A company hosts a web portal on Amazon EC2 instances. The web portal uses an Elastic Load Balancer (ELB) and Amazon Route 53 for its public DNS service. The ELB and the EC2 instances are deployed by way of a single AWS CloudFormation stack in the us-east-1 Region. The web portal must be highly available across multiple Regions.
Which configuration will meet these requirements?
A . Deploy a copy of the stack in the us-west-2 Region. Create a single start of authority (SOA) record in Route 53 that includes the IP address from each ELB. Configure the SOA record with health checks. Use the ELB in us-east-1 as the primary record and the ELB in us-west-2 as the secondary record.
B. Deploy a copy of the stack in the us-west-2 Region. Create an additional A record in Route 53 that includes the ELB in us-west-2 as an alias target. Configure the A records with a failover routing policy and health checks. Use the ELB in us-east-1 as the primary record and the ELB in us-west-2 as the secondary record.
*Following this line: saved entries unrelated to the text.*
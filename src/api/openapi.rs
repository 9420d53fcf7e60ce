use utoipa::OpenApi;

use crate::api::responses::*;
use crate::api::{coin_handlers, handlers, sync_handlers};
use crate::database::models::{BurnEvent, Chain, Coin, CoinStatus, CoinWithStatus};
use crate::dexscreener::{MarketData, SyncResult};
use crate::jobs::SchedulerStatus;
use crate::sync::{SyncOptions, SyncStatus};

/// OpenAPI v1 document
#[derive(OpenApi)]
#[openapi(
    info(
        title = "Coin Market Sync API",
        version = "1.0.0",
        description = "Keeps coin market data fresh from DexScreener and exposes sync controls",
        license(
            name = "MIT"
        )
    ),
    paths(
        handlers::health_check,
        sync_handlers::get_sync_status,
        sync_handlers::trigger_sync,
        sync_handlers::get_scheduler_status,
        sync_handlers::control_scheduler,
        coin_handlers::list_coins,
        coin_handlers::create_coin,
        coin_handlers::get_coin,
        coin_handlers::sync_coin,
        coin_handlers::create_burn_event,
    ),
    components(
        schemas(
            Chain,
            Coin,
            CoinStatus,
            CoinWithStatus,
            BurnEvent,
            MarketData,
            SyncResult,
            SyncOptions,
            SyncStatus,
            SchedulerStatus,
            SyncStatusData,
            SyncStatusResponse,
            TriggerSyncData,
            TriggerSyncResponse,
            SchedulerActionRequest,
            SchedulerStatusData,
            SchedulerStatusResponse,
            CoinListResponse,
            CreateCoinRequest,
            CoinResponse,
            CreateBurnEventRequest,
            BurnEventResponse,
            HealthResponse,
            ErrorResponse,
        )
    ),
    tags(
        (name = "Health", description = "Health check endpoints"),
        (name = "Sync", description = "Market data sync control"),
        (name = "Coins", description = "Coin records and burn events"),
    )
)]
pub struct ApiDocV1;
C. Deploy a new group of EC2 instances in the us-west-2 Region. Associate the new EC2 instances with the existing ELB, and configure load balancer health checks on all EC2 instances. Configure the ELB to update Route 53 when EC2 instances in us-west-2 fail health checks.
D. Deploy a new group of EC2 instances in the us-west-2 Region. Configure EC2 health checks on all EC2 instances in each Region. Configure a peering connection between the VPCs. Use the VPC in us-east-1 as the primary record and the VPC in us-west-2 as the secondary record.